Extract the per-VMA walk into a dedicated mshv_region_hmm_fault_walk()
helper. The outer mshv_region_hmm_fault_and_lock() handles the do/while
restart loop: if the lock is dropped during a fault (userfaultfd resolution
or similar) or an invalidation occurs (-EBUSY), the function restarts the
entire walk from the beginning with a fresh notifier_seq, since the VMA
layout may have changed.

Signed-off-by: Stanislav Kinsburskii <[email protected]>
---
 drivers/hv/mshv_regions.c |  127 +++++++++++++++++++++++++++++++--------------
 1 file changed, 87 insertions(+), 40 deletions(-)

diff --git a/drivers/hv/mshv_regions.c b/drivers/hv/mshv_regions.c
index d09940e88298e..05665446ca6d9 100644
--- a/drivers/hv/mshv_regions.c
+++ b/drivers/hv/mshv_regions.c
@@ -565,6 +565,75 @@ int mshv_region_get(struct mshv_region *region)
        return kref_get_unless_zero(&region->mreg_refcount);
 }
 
+/**
+ * mshv_region_hmm_fault_walk - Walk VMAs and fault in pages for a range
+ * @region : Pointer to the memory region structure
+ * @range  : HMM range structure (caller sets notifier and notifier_seq)
+ * @start  : Starting virtual address of the range to fault (inclusive)
+ * @end    : Ending virtual address of the range to fault (exclusive)
+ * @pfns   : Output array for page frame numbers with HMM flags
+ * @locked : Pointer to lock state; set to 0 if mmap lock was dropped
+ * @do_fault: If true, fault in missing pages; if false, snapshot only
+ *
+ * Iterates through VMAs covering [start, end), collecting page frame
+ * numbers via hmm_range_fault_unlockable() for each VMA segment.
+ * When @do_fault is true, missing pages are faulted in and write faults
+ * are requested only when both the VMA and the hypervisor mapping permit
+ * writes, to avoid breaking copy-on-write semantics on read-only mappings.
+ *
+ * Return: 0 on success, negative error code on failure.
+ */
+static int mshv_region_hmm_fault_walk(struct mshv_region *region,
+                                     struct hmm_range *range,
+                                     unsigned long start,
+                                     unsigned long end,
+                                     unsigned long *pfns,
+                                     int *locked,
+                                     bool do_fault)
+{
+       unsigned long cur_start = start;
+       unsigned long *cur_pfns = pfns;
+
+       while (cur_start < end) {
+               struct vm_area_struct *vma;
+
+               vma = vma_lookup(range->notifier->mm, cur_start);
+               if (!vma)
+                       return -EFAULT;
+
+               range->hmm_pfns = cur_pfns;
+               range->start = cur_start;
+               range->end = min(vma->vm_end, end);
+               range->default_flags = 0;
+               if (do_fault) {
+                       range->default_flags = HMM_PFN_REQ_FAULT;
+                       /*
+                        * Only request writable pages from HMM when
+                        * both the VMA and the hypervisor mapping allow
+                        * writes. Without this, hmm_range_fault() would
+                        * trigger COW on read-only mappings (e.g. shared
+                        * zero pages, file-backed pages), breaking
+                        * copy-on-write semantics and potentially
+                        * granting the guest write access to shared host
+                        * pages.
+                        */
+                       if ((vma->vm_flags & VM_WRITE) &&
+                           (region->hv_map_flags & HV_MAP_GPA_WRITABLE))

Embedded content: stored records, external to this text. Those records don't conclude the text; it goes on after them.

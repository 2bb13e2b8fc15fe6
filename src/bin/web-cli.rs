use std::collections::BTreeMap;
use std::path::{Path, PathBuf};
use std::time::Duration;

use clap::{Parser, Subcommand};
use tracing_subscriber::{layer::SubscriberExt, util::SubscriberInitExt};

use web_support::config::{load_config, SiteConfig};
use web_support::fetch::PageFetcher;
use web_support::webshare::{save_webshare, SharedComponents};

#[derive(Parser)]
#[command(name = "web-cli")]
#[command(about = "Management CLI for the web support tools", long_about = None)]
struct Cli {
    /// Path to the site configuration file.
    #[arg(short, long, default_value = "site.toml")]
    config: PathBuf,

    #[command(subcommand)]
    command: Commands,
}

#[derive(Subcommand)]
enum Commands {
    /// Refresh the local shared-component definitions from the webshare product
    Sync,
    /// Fetch a page and print its lines
    Fetch {
        url: String,
        /// Seconds to wait before giving up (config value when omitted)
        #[arg(short, long)]
        timeout: Option<u64>,
    },
    /// List the shared components defined locally
    Components {
        /// Print the full registry as JSON
        #[arg(long)]
        json: bool,
    },
}

#[tokio::main]
async fn main() -> Result<(), Box<dyn std::error::Error>> {
    tracing_subscriber::registry()
        .with(
            tracing_subscriber::EnvFilter::try_from_default_env()
                .unwrap_or_else(|_| "web_support=info".into()),
        )
        .with(tracing_subscriber::fmt::layer())
        .init();

    let cli = Cli::parse();
    let config = if cli.config.exists() {
        load_config(&cli.config)?
    } else {
        SiteConfig::default()
    };
    let default_timeout = Duration::from_secs(config.fetch.timeout_secs);

    match cli.command {
        Commands::Sync => {
            if config.webshare.base_url.is_empty() {
                eprintln!("Error: webshare.base_url is not configured");
                std::process::exit(1);
            }
            let rcd_path = Path::new(&config.webshare.rcd_path);
            if let Err(err) =
                save_webshare(rcd_path, &config.webshare.base_url, default_timeout).await
            {
                eprintln!("Error generating {} file; please try again.", rcd_path.display());
                eprintln!("    {}", err);
                std::process::exit(1);
            }
            println!("Updated {} file", rcd_path.display());
        }
        Commands::Fetch { url, timeout } => {
            let timeout = timeout.map(Duration::from_secs).unwrap_or(default_timeout);
            let fetcher = PageFetcher::new(&url, BTreeMap::new(), timeout)?;
            match fetcher.get_page().await {
                Ok(lines) => {
                    for line in lines {
                        println!("{}", line);
                    }
                }
                Err(failure) => {
                    eprintln!("Error: {}", failure);
                    std::process::exit(1);
                }
            }
        }
        Commands::Components { json } => {
            let registry = SharedComponents::load(&config.webshare.rcd_path)?;
            if json {
                let components: Vec<_> = registry
                    .names()
                    .filter_map(|name| registry.get(name))
                    .collect();
                println!("{}", serde_json::to_string_pretty(&components)?);
            } else {
                for name in registry.names() {
                    if let Some(component) = registry.get(name) {
                        println!("{}\t{}", name, component.url());
                    }
                }
            }
        }
    }

    Ok(())
}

+                               range->default_flags |= HMM_PFN_REQ_WRITE;
+               }
+
+               int ret = hmm_range_fault_unlockable(range, locked);
+
+               if (ret || !*locked)
+                       return ret;
+
+               cur_start = range->end;
+               cur_pfns += (range->end - range->start) >> PAGE_SHIFT;
+       }
+
+       return 0;
+}
+
 /**
  * mshv_region_hmm_fault_and_lock - Fault in pages across VMAs and lock
  *                                  the memory region
@@ -575,11 +644,9 @@ int mshv_region_get(struct mshv_region *region)

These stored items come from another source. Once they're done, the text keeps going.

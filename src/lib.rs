//! Support library for a legacy CGI-era web application.
//!
//! # Architecture Overview
//!
//! ```text
//!                ┌─────────────────────────────────────────────────┐
//!                │                  WEB SUPPORT                    │
//!                │                                                 │
//!  remote page   │  ┌─────────┐         ┌───────────────────┐     │
//!  ◀─────────────┼─▶│  fetch  │◀────────│  webshare (sync)  │     │
//!                │  └─────────┘         └─────────┬─────────┘     │
//!                │                                │               │
//!                │                                ▼               │
//!                │                      ┌───────────────────┐     │
//!                │                      │ shared components │     │
//!                │                      │  (rcd registry)   │     │
//!                │                      └───────────────────┘     │
//!                │                                                 │
//!                │  ┌───────────────────────────────────────────┐  │
//!                │  │              Page Production              │  │
//!                │  │  ┌────────┐  ┌──────────┐  ┌───────────┐  │  │
//!                │  │  │ markup │  │ template │  │ errorpage │  │  │
//!                │  │  └────────┘  └──────────┘  └───────────┘  │  │
//!                │  └───────────────────────────────────────────┘  │
//!                │                                                 │
//!                │  ┌──────────┐   ┌──────────┐   ┌───────────┐   │
//!                │  │  forms   │   │ filedrop │   │  config   │   │
//!                │  └──────────┘   └──────────┘   └───────────┘   │
//!                └─────────────────────────────────────────────────┘
//! ```

// Network-facing subsystems
pub mod fetch;
pub mod webshare;

// Page production
pub mod errorpage;
pub mod markup;
pub mod template;

// Request-side helpers
pub mod forms;

// Publishing
pub mod filedrop;

// Cross-cutting concerns
pub mod config;

pub use config::SiteConfig;
pub use fetch::{get_url, PageFetcher};
pub use filedrop::DropBox;
pub use template::Page;
pub use webshare::SharedComponents;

  * @do_fault: If true, fault in missing pages; if false, snapshot only
  *            pages already present in page tables
  *
- * Iterates through VMAs covering [start, end), collecting page frame
- * numbers via hmm_range_fault() for each VMA segment.  When @do_fault
- * is true, missing pages are faulted in and write faults are requested
- * only when both the VMA and the hypervisor mapping permit writes, to
- * avoid breaking copy-on-write semantics on read-only mappings.
+ * Faults in pages covering [start, end) and acquires region->mreg_mutex.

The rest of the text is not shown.